I was sorry to miss the 2012 Law via the Internet conference held earlier this month at Cornell. Happily, many sessions are available for viewing on the conference website. I was particularly interested to watch Clay Shirky’s keynote address.

Shirky is the author of the recent popular titles Here Comes Everybody and Cognitive Surplus. At LVI, he questioned why there is so little shared annotation of the law. He reported on a couple of examples that have popped up on social media. For instance, the State Code of Utah has been included on Github, a site for sharing code, and the Virginia Declaration of Rights and a limited amount of other legal material has appeared on RapGenius, a site for annotating rap lyrics. But no broad effort has yet emerged.

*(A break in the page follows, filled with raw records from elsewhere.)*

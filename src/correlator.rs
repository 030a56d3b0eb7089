//! Request/response correlation
//!
//! The [`Correlator`] owns the map of outstanding requests. Each request
//! registers a one-shot waiter keyed by its id; inbound messages are routed
//! by [`Correlator::route`] to the matching waiter, or to the notification
//! channel when they carry no id.
//!
//! Every waiter is resolved exactly once: by its response, by its caller's
//! timeout (which removes the entry), or by [`Correlator::fail_all`] when the
//! transport goes away. Late or duplicate responses find no entry and are
//! dropped.

use std::collections::HashMap;
use std::sync::Mutex;
use std::sync::atomic::{AtomicBool, AtomicI64, AtomicU64, Ordering};
use std::time::Duration;

use serde_json::Value;
use tokio::sync::{mpsc, oneshot};

use crate::error::{Error, Result};
use crate::protocol::{JsonRpcMessage, MessageKind, RequestId};

/// Default capacity of the notification channel.
pub const DEFAULT_NOTIFICATION_CAPACITY: usize = 256;

type Waiter = oneshot::Sender<Result<Value>>;

/// A registered waiter, tagged so a caller only ever removes its own entry.
struct Pending {
    registration: u64,
    tx: Waiter,
}

/// Matches responses to outstanding requests by id.
pub struct Correlator {
    pending: Mutex<HashMap<RequestId, Pending>>,
    next_id: AtomicI64,
    registrations: AtomicU64,
    closed: AtomicBool,
    outbound: mpsc::Sender<JsonRpcMessage>,
    notifications: mpsc::Sender<JsonRpcMessage>,
}

impl Correlator {
    /// Create a correlator writing to `outbound`.
    ///
    /// Returns the receiving side of the notification channel. Server
    /// notifications and server-initiated requests are delivered there; when
    /// it is full or nobody is listening they are dropped.
    pub fn new(
        outbound: mpsc::Sender<JsonRpcMessage>,
        notification_capacity: usize,
    ) -> (Self, mpsc::Receiver<JsonRpcMessage>) {
        let (notifications, notifications_rx) = mpsc::channel(notification_capacity.max(1));
        let correlator = Self {
            pending: Mutex::new(HashMap::new()),
            next_id: AtomicI64::new(1),
            registrations: AtomicU64::new(0),
            closed: AtomicBool::new(false),
            outbound,
            notifications,
        };
        (correlator, notifications_rx)
    }

    /// Allocate a fresh request id.
    pub fn next_id(&self) -> RequestId {
        RequestId::Number(self.next_id.fetch_add(1, Ordering::Relaxed))
    }

    /// Number of requests still waiting for a response.
    pub fn pending_count(&self) -> usize {
        self.lock_pending().len()
    }

    /// Whether [`fail_all`](Self::fail_all) has run.
    pub fn is_closed(&self) -> bool {
        self.closed.load(Ordering::Acquire)
    }

    /// Send a request with a freshly allocated id and wait for its outcome.
    pub async fn send_request(
        &self,
        method: &str,
        params: Option<Value>,
        timeout: Duration,
    ) -> Result<Value> {
        let id = self.next_id();
        self.send_request_with_id(id, method, params, timeout).await
    }

    /// Send a request with a caller-supplied id and wait for its outcome.
    ///
    /// `timeout` bounds the whole exchange, including the wait for room in
    /// the outbound queue.
    pub async fn send_request_with_id(
        &self,
        id: RequestId,
        method: &str,
        params: Option<Value>,
        timeout: Duration,
    ) -> Result<Value> {
        let mut request = JsonRpcMessage::request(id.clone(), method);
        request.params = params;

        let (registration, rx) = self.register(id.clone())?;
        // Removes the waiter if this future is dropped or times out.
        let _guard = PendingGuard {
            correlator: self,
            id: id.clone(),
            registration,
        };

        tracing::debug!(method = %method, id = %id, "Sending request");
        let exchange = async {
            self.outbound
                .send(request)
                .await
                .map_err(|_| Error::Connection("Outbound channel closed".to_string()))?;
            rx.await.unwrap_or_else(|_| {
                Err(Error::Connection(
                    "Transport closed before a response arrived".to_string(),
                ))
            })
        };

        match tokio::time::timeout(timeout, exchange).await {
            Ok(outcome) => outcome,
            Err(_) => {
                tracing::warn!(method = %method, id = %id, ?timeout, "Request timed out");
                Err(Error::Timeout(timeout))
            }
        }
    }

    /// Queue a notification. Returns once it is handed to the transport.
    pub async fn send_notification(&self, method: &str, params: Option<Value>) -> Result<()> {
        if self.is_closed() {
            return Err(Error::Connection("Connection closed".to_string()));
        }
        let mut notification = JsonRpcMessage::notification(method);
        notification.params = params;

        tracing::debug!(method = %method, "Sending notification");
        self.outbound
            .send(notification)
            .await
            .map_err(|_| Error::Connection("Outbound channel closed".to_string()))
    }

    /// Queue an already-built message (for example a response to a server request).
    pub async fn send_message(&self, message: JsonRpcMessage) -> Result<()> {
        self.outbound
            .send(message)
            .await
            .map_err(|_| Error::Connection("Outbound channel closed".to_string()))
    }

    /// Route one inbound message.
    pub fn route(&self, message: JsonRpcMessage) {
        let kind = match message.kind() {
            Ok(kind) => kind,
            Err(e) => {
                tracing::warn!(error = %e, "Discarding invalid inbound message");
                return;
            }
        };

        match kind {
            MessageKind::Response | MessageKind::Error => {
                let Some(id) = message.id.clone() else {
                    return;
                };
                let waiter = self.lock_pending().remove(&id);
                match waiter {
                    Some(Pending { tx, .. }) => {
                        tracing::debug!(id = %id, "Resolving pending request");
                        // The caller may have given up already.
                        let _ = tx.send(message.into_outcome());
                    }
                    None => {
                        tracing::debug!(id = %id, "Dropping response with no pending request");
                    }
                }
            }
            MessageKind::Notification | MessageKind::Request => {
                let method = message.method.clone().unwrap_or_default();
                match self.notifications.try_send(message) {
                    Ok(()) => {}
                    Err(mpsc::error::TrySendError::Full(_)) => {
                        tracing::warn!(method = %method, "Notification channel full, dropping message");
                    }
                    Err(mpsc::error::TrySendError::Closed(_)) => {
                        tracing::trace!(method = %method, "No notification listener");
                    }
                }
            }
        }
    }

    /// Fail every pending request with a connection error and refuse new ones.
    pub fn fail_all(&self, reason: &str) {
        self.closed.store(true, Ordering::Release);
        let drained: Vec<Pending> = self.lock_pending().drain().map(|(_, p)| p).collect();
        if !drained.is_empty() {
            tracing::info!(count = drained.len(), reason = %reason, "Failing pending requests");
        }
        for Pending { tx, .. } in drained {
            let _ = tx.send(Err(Error::Connection(reason.to_string())));
        }
    }

    fn register(&self, id: RequestId) -> Result<(u64, oneshot::Receiver<Result<Value>>)> {
        let (tx, rx) = oneshot::channel();
        let mut pending = self.lock_pending();
        // Checked under the lock so fail_all cannot miss this waiter.
        if self.is_closed() {
            return Err(Error::Connection("Connection closed".to_string()));
        }
        if pending.contains_key(&id) {
            return Err(Error::Internal(format!(
                "Request id {} is already in flight",
                id
            )));
        }
        let registration = self.registrations.fetch_add(1, Ordering::Relaxed);
        pending.insert(id, Pending { registration, tx });
        Ok((registration, rx))
    }

    fn lock_pending(&self) -> std::sync::MutexGuard<'_, HashMap<RequestId, Pending>> {
        // A poisoned map is still structurally valid.
        self.pending.lock().unwrap_or_else(|e| e.into_inner())
    }
}

struct PendingGuard<'a> {
    correlator: &'a Correlator,
    id: RequestId,
    registration: u64,
}

impl Drop for PendingGuard<'_> {
    fn drop(&mut self) {
        let mut pending = self.correlator.lock_pending();
        // The id may already belong to a newer request.
        if pending
            .get(&self.id)
            .is_some_and(|p| p.registration == self.registration)
        {
            pending.remove(&self.id);
        }
    }
}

Most attempts are ad hoc and outside the usual structures. (I think we can safely say that RapGenius is not the first place any of us go to do legal research.)

A number of similar initiatives to crowd-source the law are underway elsewhere. Staffan Malmgrem provides an interesting account of his attempt to crowd-source commentary on Swedish law. He reports some initial success (when he was able to pay his contributors) but there haven’t been many contributions since the initial effort. Legaltree, a Canadian collaborative legal information website, has a similar objective, but is far from comprehensive. It has a few good lists but little new material has been added over the last couple of years. And Colin Lachance reports that a similar Quebec initiative has been launched.

Wikipedia, the ultimate in crowd-sourcing, contains quite a lot of legal information. For example, theentry for Pettkus v. Becker gives a good summary of the case and its importance. But the summary omits information that a lawyer would consider essential, such as the treatment of the case by the courts, whether it has been codified, and so on. I recently learned of an audience of law librarians that booed a speaker who suggested Wikipedia as a first step for legal research! Most lawyers and law librarians are working in an environment where time is of the essence and accuracy is paramount. In other words, Wikipedia is only just good enough.

What would it take for something like Canlawpedia to succeed? Will lawyers really crowd-source the law? How much cognitive surplus do lawyers have? This is not a joke! One of Shirky’s key assumptions is that people have a large amount of cognitive surplus or discretionary time to contribute to crowd-sourced resources such as Wikipedia.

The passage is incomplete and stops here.